Requirement
The lines to copy are those holding the string "that" in the entries below.

(Source records)

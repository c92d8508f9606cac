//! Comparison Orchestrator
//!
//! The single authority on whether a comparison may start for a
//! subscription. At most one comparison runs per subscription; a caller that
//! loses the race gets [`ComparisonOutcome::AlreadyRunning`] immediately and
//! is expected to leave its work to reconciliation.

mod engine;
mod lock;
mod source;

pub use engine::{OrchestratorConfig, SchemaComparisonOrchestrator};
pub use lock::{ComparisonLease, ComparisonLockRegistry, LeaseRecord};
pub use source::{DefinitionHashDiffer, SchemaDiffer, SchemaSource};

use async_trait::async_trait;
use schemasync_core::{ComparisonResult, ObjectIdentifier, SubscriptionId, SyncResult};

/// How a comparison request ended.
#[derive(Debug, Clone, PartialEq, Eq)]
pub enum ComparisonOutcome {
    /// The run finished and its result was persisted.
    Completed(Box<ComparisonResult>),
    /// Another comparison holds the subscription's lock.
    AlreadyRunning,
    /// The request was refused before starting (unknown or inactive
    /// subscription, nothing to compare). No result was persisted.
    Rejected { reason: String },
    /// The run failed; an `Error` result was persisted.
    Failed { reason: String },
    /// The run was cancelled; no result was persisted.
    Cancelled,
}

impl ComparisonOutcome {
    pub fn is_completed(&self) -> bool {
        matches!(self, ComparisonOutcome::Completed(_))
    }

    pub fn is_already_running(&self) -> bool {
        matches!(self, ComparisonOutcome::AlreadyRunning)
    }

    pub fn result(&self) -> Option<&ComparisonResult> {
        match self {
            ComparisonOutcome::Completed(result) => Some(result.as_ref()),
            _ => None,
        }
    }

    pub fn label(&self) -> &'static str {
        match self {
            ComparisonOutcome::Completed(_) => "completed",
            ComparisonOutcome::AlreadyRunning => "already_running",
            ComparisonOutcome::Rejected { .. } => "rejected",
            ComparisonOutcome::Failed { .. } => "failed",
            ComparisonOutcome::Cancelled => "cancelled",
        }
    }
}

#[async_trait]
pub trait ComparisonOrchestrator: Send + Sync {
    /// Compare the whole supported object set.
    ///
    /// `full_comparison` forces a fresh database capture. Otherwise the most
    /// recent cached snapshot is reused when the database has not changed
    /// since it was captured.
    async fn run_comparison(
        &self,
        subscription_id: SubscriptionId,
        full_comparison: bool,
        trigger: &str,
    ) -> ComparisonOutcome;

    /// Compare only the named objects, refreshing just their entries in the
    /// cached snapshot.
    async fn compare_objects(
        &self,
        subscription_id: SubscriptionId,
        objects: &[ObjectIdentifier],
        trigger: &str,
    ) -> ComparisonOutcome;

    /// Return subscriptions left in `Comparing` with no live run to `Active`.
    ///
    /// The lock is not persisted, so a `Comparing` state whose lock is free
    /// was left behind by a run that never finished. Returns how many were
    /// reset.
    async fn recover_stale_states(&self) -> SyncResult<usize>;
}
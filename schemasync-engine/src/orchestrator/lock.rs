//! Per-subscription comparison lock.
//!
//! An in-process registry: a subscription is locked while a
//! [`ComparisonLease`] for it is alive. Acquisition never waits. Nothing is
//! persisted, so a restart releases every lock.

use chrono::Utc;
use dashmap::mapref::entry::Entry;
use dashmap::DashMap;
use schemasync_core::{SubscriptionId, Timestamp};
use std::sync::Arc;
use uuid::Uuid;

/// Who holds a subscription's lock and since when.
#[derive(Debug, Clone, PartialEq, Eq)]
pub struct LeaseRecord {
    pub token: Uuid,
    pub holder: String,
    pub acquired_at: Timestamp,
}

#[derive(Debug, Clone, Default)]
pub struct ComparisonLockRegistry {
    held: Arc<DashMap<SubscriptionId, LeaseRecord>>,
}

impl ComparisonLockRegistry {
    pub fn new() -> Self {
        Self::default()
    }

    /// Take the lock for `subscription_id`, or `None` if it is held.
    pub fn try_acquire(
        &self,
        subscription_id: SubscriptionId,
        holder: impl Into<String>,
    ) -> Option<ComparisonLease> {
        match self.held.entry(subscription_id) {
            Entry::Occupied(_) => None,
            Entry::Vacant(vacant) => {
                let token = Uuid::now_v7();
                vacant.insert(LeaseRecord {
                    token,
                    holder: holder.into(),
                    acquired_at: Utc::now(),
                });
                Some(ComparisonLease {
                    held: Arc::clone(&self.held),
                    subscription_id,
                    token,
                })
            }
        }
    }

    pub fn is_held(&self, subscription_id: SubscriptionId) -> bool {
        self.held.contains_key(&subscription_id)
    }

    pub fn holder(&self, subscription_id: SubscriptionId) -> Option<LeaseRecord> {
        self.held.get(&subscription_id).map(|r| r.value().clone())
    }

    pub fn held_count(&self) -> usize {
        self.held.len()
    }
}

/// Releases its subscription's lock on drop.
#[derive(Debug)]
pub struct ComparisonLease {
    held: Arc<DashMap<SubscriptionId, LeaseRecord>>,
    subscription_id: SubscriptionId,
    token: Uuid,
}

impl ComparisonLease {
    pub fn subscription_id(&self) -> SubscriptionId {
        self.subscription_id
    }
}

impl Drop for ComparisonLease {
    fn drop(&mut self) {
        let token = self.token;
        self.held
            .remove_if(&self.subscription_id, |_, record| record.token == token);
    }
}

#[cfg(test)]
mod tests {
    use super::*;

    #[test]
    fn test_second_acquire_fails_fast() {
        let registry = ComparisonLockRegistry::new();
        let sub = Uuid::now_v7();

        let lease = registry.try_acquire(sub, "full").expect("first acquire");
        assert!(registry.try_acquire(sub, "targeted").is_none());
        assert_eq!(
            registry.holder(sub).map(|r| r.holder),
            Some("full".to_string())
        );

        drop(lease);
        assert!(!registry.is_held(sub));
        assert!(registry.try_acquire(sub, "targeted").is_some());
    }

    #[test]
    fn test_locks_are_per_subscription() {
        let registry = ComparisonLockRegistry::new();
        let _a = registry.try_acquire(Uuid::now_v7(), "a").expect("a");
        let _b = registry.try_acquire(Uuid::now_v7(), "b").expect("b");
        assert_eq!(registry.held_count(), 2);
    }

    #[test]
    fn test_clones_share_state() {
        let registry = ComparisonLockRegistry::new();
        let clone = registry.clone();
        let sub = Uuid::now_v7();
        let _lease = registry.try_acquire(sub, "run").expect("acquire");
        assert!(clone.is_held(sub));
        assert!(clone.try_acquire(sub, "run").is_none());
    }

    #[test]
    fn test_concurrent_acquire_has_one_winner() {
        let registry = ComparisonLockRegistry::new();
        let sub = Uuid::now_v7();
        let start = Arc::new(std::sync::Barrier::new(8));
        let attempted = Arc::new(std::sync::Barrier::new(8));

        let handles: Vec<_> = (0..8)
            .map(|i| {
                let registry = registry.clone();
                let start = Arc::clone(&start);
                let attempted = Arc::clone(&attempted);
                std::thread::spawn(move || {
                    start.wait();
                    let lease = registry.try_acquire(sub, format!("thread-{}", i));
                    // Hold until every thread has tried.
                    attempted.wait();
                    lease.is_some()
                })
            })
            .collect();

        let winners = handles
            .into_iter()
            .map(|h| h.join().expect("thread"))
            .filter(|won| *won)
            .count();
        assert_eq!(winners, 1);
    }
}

Solution
//! subscription. At most one comparison runs per subscription; a caller that
    /// was left behind by a run that never finished. Returns how many were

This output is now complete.